━━ Records shown
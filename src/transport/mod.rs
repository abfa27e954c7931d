//! Packet transport between one client and a server's many connections.
//!
//! A transport moves opaque byte packets. It knows nothing about the handshake
//! or commands layered on top (see [`crate::protocol`]); it only reports
//! connect, disconnect and receive events and sends packets on request.
//!
//! Two implementations exist:
//! - [`tcp`]: framed TCP, each packet a 4-byte little-endian length plus payload
//! - [`null`]: a test double with no connections where every send succeeds
//!
//! Addresses select the implementation by scheme: `tcp://host:port` (or a bare
//! `host:port`) and `null://anything`.

pub mod null;
pub mod registry;
pub mod tcp;

pub use registry::{ConnectionId, ConnectionInfo, ConnectionRegistry, HandshakeState};

use crate::error::{AppResult, DaqError};
use async_trait::async_trait;
use bytes::Bytes;
use std::sync::Arc;
use std::time::Duration;

/// Notification produced by a server for the owning layer.
#[derive(Debug, Clone, PartialEq, Eq)]
pub enum TransportEvent {
    /// A peer connected; it is registered but not yet identified.
    Connect(ConnectionId),
    /// A peer went away or its socket failed.
    Disconnect(ConnectionId),
    /// One complete packet arrived.
    Receive(ConnectionId, Bytes),
}

/// Destination of a server-side send.
#[derive(Debug, Clone, Copy, PartialEq, Eq)]
pub enum SendTarget {
    /// A single connection.
    One(ConnectionId),
    /// Every connected peer.
    All,
}

/// Server side: accepts many inbound connections.
#[async_trait]
pub trait TransportServer: Send + Sync {
    /// Address peers should use to reach this server, including the scheme.
    fn connection_string(&self) -> String;

    /// Arena holding one record per accepted connection.
    fn registry(&self) -> &Arc<ConnectionRegistry>;

    /// Sends one packet.
    ///
    /// Packets to unidentified connections are skipped unless
    /// `during_handshake` is set, in which case they are also written ahead
    /// of any queued application traffic.
    async fn send(&self, packet: Bytes, target: SendTarget, during_handshake: bool)
        -> AppResult<()>;

    /// Waits up to `timeout` for the next connection event.
    async fn process(&self, timeout: Duration) -> Option<TransportEvent>;

    /// Forcibly closes one connection. A `Disconnect` event follows.
    fn close(&self, conn: ConnectionId);

    /// Stops accepting and closes every connection.
    async fn shutdown(&self);
}

/// Client side: one connection to one server.
#[async_trait]
pub trait TransportClient: Send {
    /// Sends one packet.
    async fn send(&mut self, packet: &[u8]) -> AppResult<()>;

    /// Waits up to `timeout` for one packet. `Ok(None)` means the wait elapsed.
    async fn receive(&mut self, timeout: Duration) -> AppResult<Option<Bytes>>;

    /// Address this client is connected to.
    fn remote(&self) -> String;

    /// Whether this is the no-op test transport.
    fn is_null(&self) -> bool {
        false
    }
}

/// Parsed transport address.
#[derive(Debug, Clone, PartialEq, Eq)]
pub enum Address {
    /// `tcp://host:port`, stored as `host:port`.
    Tcp(String),
    /// `null://...`, stored without the scheme.
    Null(String),
}

impl Address {
    /// Parses `scheme://rest`; a missing scheme means TCP.
    ///
    /// A TCP address consisting only of a port (`tcp://44000`) binds or
    /// connects on all interfaces / localhost respectively, resolved by the caller.
    pub fn parse(address: &str) -> AppResult<Self> {
        let address = address.trim();
        match address.split_once("://") {
            Some(("tcp", rest)) => Ok(Address::Tcp(rest.to_string())),
            Some(("null", rest)) => Ok(Address::Null(rest.to_string())),
            Some((scheme, _)) => Err(DaqError::Configuration(format!(
                "unknown transport scheme '{scheme}' in '{address}'"
            ))),
            None if address.is_empty() => Err(DaqError::Configuration(
                "empty transport address".to_string(),
            )),
            None => Ok(Address::Tcp(address.to_string())),
        }
    }

    /// Host/port for binding a listener.
    fn bind_target(host_port: &str) -> String {
        if let Ok(port) = host_port.trim_start_matches(':').parse::<u16>() {
            format!("0.0.0.0:{port}")
        } else {
            host_port.to_string()
        }
    }

    /// Host/port for connecting a client.
    fn connect_target(host_port: &str) -> String {
        if let Ok(port) = host_port.trim_start_matches(':').parse::<u16>() {
            format!("127.0.0.1:{port}")
        } else {
            host_port.to_string()
        }
    }
}

/// Starts a server for `address`.
pub async fn listen(address: &str) -> AppResult<Arc<dyn TransportServer>> {
    match Address::parse(address)? {
        Address::Tcp(host_port) => {
            let server = tcp::TcpServer::bind(&Address::bind_target(&host_port)).await?;
            Ok(Arc::new(server))
        }
        Address::Null(rest) => Ok(Arc::new(null::NullServer::new(rest))),
    }
}

/// Connects a client to `address`. Not retried here.
pub async fn connect(address: &str) -> AppResult<Box<dyn TransportClient>> {
    match Address::parse(address)? {
        Address::Tcp(host_port) => {
            let client = tcp::TcpClient::connect(&Address::connect_target(&host_port)).await?;
            Ok(Box::new(client))
        }
        Address::Null(rest) => Ok(Box::new(null::NullClient::new(rest))),
    }
}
━━━━
Everything in the data above should be set down again precisely.

> _Solution to this problem_:
filename src/transport/mod.rs
repository abfa27e954c7931d
//! Packet transport between one client and a server's many connections.
//!
//! A transport moves opaque byte packets. It knows nothing about the handshake
//! or commands layered on top (see [`crate::protocol`]); it only reports
//! connect, disconnect and receive events and sends packets on request.
//!
//! Two implementations exist:
//! - [`tcp`]: framed TCP, each packet a 4-byte little-endian length plus payload
//! - [`null`]: a test double with no connections where every send succeeds
//!
//! Addresses select the implementation by scheme: `tcp://host:port` (or a bare
//! `host:port`) and `null://anything`.

pub mod null;
pub mod registry;
pub mod tcp;

pub use registry::{ConnectionId, ConnectionInfo, ConnectionRegistry, HandshakeState};

use crate::error::{AppResult, DaqError};
use async_trait::async_trait;
use bytes::Bytes;
use std::sync::Arc;
use std::time::Duration;

/// Notification produced by a server for the owning layer.
#[derive(Debug, Clone, PartialEq, Eq)]
pub enum TransportEvent {
    /// A peer connected; it is registered but not yet identified.
    Connect(ConnectionId),
    /// A peer went away or its socket failed.
    Disconnect(ConnectionId),
    /// One complete packet arrived.
    Receive(ConnectionId, Bytes),
}

/// Destination of a server-side send.
#[derive(Debug, Clone, Copy, PartialEq, Eq)]
pub enum SendTarget {
    /// A single connection.
    One(ConnectionId),
    /// Every connected peer.
    All,
}

/// Server side: accepts many inbound connections.
#[async_trait]
pub trait TransportServer: Send + Sync {
    /// Address peers should use to reach this server, including the scheme.
    fn connection_string(&self) -> String;

    /// Arena holding one record per accepted connection.
    fn registry(&self) -> &Arc<ConnectionRegistry>;

    /// Sends one packet.
    ///
    /// Packets to unidentified connections are skipped unless
    /// `during_handshake` is set, in which case they are also written ahead
    /// of any queued application traffic.
    async fn send(&self, packet: Bytes, target: SendTarget, during_handshake: bool)
        -> AppResult<()>;

    /// Waits up to `timeout` for the next connection event.
    async fn process(&self, timeout: Duration) -> Option<TransportEvent>;

    /// Forcibly closes one connection. A `Disconnect` event follows.
    fn close(&self, conn: ConnectionId);

    /// Stops accepting and closes every connection.
    async fn shutdown(&self);
}

/// Client side: one connection to one server.
#[async_trait]
pub trait TransportClient: Send {
    /// Sends one packet.
    async fn send(&mut self, packet: &[u8]) -> AppResult<()>;

    /// Waits up to `timeout` for one packet. `Ok(None)` means the wait elapsed.
    async fn receive(&mut self, timeout: Duration) -> AppResult<Option<Bytes>>;

    /// Address this client is connected to.
    fn remote(&self) -> String;

    /// Whether this is the no-op test transport.
    fn is_null(&self) -> bool {
        false
    }
}

/// Parsed transport address.
#[derive(Debug, Clone, PartialEq, Eq)]
pub enum Address {
    /// `tcp://host:port`, stored as `host:port`.
    Tcp(String),
    /// `null://...`, stored without the scheme.
    Null(String),
}

impl Address {
    /// Parses `scheme://rest`; a missing scheme means TCP.
    ///
    /// A TCP address consisting only of a port (`tcp://44000`) binds or
    /// connects on all interfaces / localhost respectively, resolved by the caller.
    pub fn parse(address: &str) -> AppResult<Self> {
        let address = address.trim();
        match address.split_once("://") {
            Some(("tcp", rest)) => Ok(Address::Tcp(rest.to_string())),
            Some(("null", rest)) => Ok(Address::Null(rest.to_string())),
            Some((scheme, _)) => Err(DaqError::Configuration(format!(
                "unknown transport scheme '{scheme}' in '{address}'"
            ))),
            None if address.is_empty() => Err(DaqError::Configuration(
                "empty transport address".to_string(),
            )),
            None => Ok(Address::Tcp(address.to_string())),
        }
    }

    /// Host/port for binding a listener.
    fn bind_target(host_port: &str) -> String {
        if let Ok(port) = host_port.trim_start_matches(':').parse::<u16>() {
            format!("0.0.0.0:{port}")
        } else {
            host_port.to_string()
        }
    }

    /// Host/port for connecting a client.
    fn connect_target(host_port: &str) -> String {
        if let Ok(port) = host_port.trim_start_matches(':').parse::<u16>() {
            format!("127.0.0.1:{port}")
        } else {
            host_port.to_string()
        }
    }
}

/// Starts a server for `address`.
pub async fn listen(address: &str) -> AppResult<Arc<dyn TransportServer>> {
    match Address::parse(address)? {
        Address::Tcp(host_port) => {
            let server = tcp::TcpServer::bind(&Address::bind_target(&host_port)).await?;
            Ok(Arc::new(server))
        }
        Address::Null(rest) => Ok(Arc::new(null::NullServer::new(rest))),
    }
}

/// Connects a client to `address`. Not retried here.
pub async fn connect(address: &str) -> AppResult<Box<dyn TransportClient>> {
    match Address::parse(address)? {
        Address::Tcp(host_port) => {
            let client = tcp::TcpClient::connect(&Address::connect_target(&host_port)).await?;
            Ok(Box::new(client))
        }
        Address::Null(rest) => Ok(Box::new(null::NullClient::new(rest))),
    }
}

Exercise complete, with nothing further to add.